■ **Brief**:
All of the data is to be repeated verbatim.

(Stored data entries)
━━━━━━━━━━

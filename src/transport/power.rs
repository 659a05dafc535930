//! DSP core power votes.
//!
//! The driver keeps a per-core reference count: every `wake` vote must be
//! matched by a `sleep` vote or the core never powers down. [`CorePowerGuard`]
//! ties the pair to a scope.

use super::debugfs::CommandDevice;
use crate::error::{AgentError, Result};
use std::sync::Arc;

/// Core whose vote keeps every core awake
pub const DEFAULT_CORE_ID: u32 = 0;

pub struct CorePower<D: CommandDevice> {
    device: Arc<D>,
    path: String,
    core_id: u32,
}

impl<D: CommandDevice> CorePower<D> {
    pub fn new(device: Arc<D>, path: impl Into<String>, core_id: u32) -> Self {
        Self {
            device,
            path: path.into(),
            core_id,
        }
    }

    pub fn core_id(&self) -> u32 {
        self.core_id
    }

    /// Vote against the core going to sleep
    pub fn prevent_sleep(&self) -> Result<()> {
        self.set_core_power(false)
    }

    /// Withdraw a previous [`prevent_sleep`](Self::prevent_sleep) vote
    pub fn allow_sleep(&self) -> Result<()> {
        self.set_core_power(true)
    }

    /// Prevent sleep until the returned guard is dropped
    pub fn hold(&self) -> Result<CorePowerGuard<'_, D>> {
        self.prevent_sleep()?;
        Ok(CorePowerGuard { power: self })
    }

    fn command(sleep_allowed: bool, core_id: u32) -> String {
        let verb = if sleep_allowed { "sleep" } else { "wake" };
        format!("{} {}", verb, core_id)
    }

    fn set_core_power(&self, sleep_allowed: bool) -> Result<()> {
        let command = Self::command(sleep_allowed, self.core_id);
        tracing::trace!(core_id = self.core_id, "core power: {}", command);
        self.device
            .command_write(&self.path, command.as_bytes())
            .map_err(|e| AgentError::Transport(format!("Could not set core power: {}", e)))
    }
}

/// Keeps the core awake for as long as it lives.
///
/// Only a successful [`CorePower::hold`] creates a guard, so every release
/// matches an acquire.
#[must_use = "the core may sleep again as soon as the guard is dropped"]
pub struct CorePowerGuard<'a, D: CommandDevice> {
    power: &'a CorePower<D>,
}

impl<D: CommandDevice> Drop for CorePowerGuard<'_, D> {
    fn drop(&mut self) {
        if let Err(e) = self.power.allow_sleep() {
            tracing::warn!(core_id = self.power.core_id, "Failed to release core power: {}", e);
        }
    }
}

━━━━━━━━━━

■ **Response box**:
filename src/transport/power.rs
repository 659a05dafc535930
//! DSP core power votes.
//!
//! The driver keeps a per-core reference count: every `wake` vote must be
//! matched by a `sleep` vote or the core never powers down. [`CorePowerGuard`]
//! ties the pair to a scope.

use super::debugfs::CommandDevice;
use crate::error::{AgentError, Result};
use std::sync::Arc;

/// Core whose vote keeps every core awake
pub const DEFAULT_CORE_ID: u32 = 0;

pub struct CorePower<D: CommandDevice> {
    device: Arc<D>,
    path: String,
    core_id: u32,
}

impl<D: CommandDevice> CorePower<D> {
    pub fn new(device: Arc<D>, path: impl Into<String>, core_id: u32) -> Self {
        Self {
            device,
            path: path.into(),
            core_id,
        }
    }

    pub fn core_id(&self) -> u32 {
        self.core_id
    }

    /// Vote against the core going to sleep
    pub fn prevent_sleep(&self) -> Result<()> {
        self.set_core_power(false)
    }

    /// Withdraw a previous [`prevent_sleep`](Self::prevent_sleep) vote
    pub fn allow_sleep(&self) -> Result<()> {
        self.set_core_power(true)
    }

    /// Prevent sleep until the returned guard is dropped
    pub fn hold(&self) -> Result<CorePowerGuard<'_, D>> {
        self.prevent_sleep()?;
        Ok(CorePowerGuard { power: self })
    }

    fn command(sleep_allowed: bool, core_id: u32) -> String {
        let verb = if sleep_allowed { "sleep" } else { "wake" };
        format!("{} {}", verb, core_id)
    }

    fn set_core_power(&self, sleep_allowed: bool) -> Result<()> {
        let command = Self::command(sleep_allowed, self.core_id);
        tracing::trace!(core_id = self.core_id, "core power: {}", command);
        self.device
            .command_write(&self.path, command.as_bytes())
            .map_err(|e| AgentError::Transport(format!("Could not set core power: {}", e)))
    }
}

/// Keeps the core awake for as long as it lives.
///
/// Only a successful [`CorePower::hold`] creates a guard, so every release
/// matches an acquire.
#[must_use = "the core may sleep again as soon as the guard is dropped"]
pub struct CorePowerGuard<'a, D: CommandDevice> {
    power: &'a CorePower<D>,
}

impl<D: CommandDevice> Drop for CorePowerGuard<'_, D> {
    fn drop(&mut self) {
        if let Err(e) = self.power.allow_sleep() {
            tracing::warn!(core_id = self.power.core_id, "Failed to release core power: {}", e);
        }
    }
}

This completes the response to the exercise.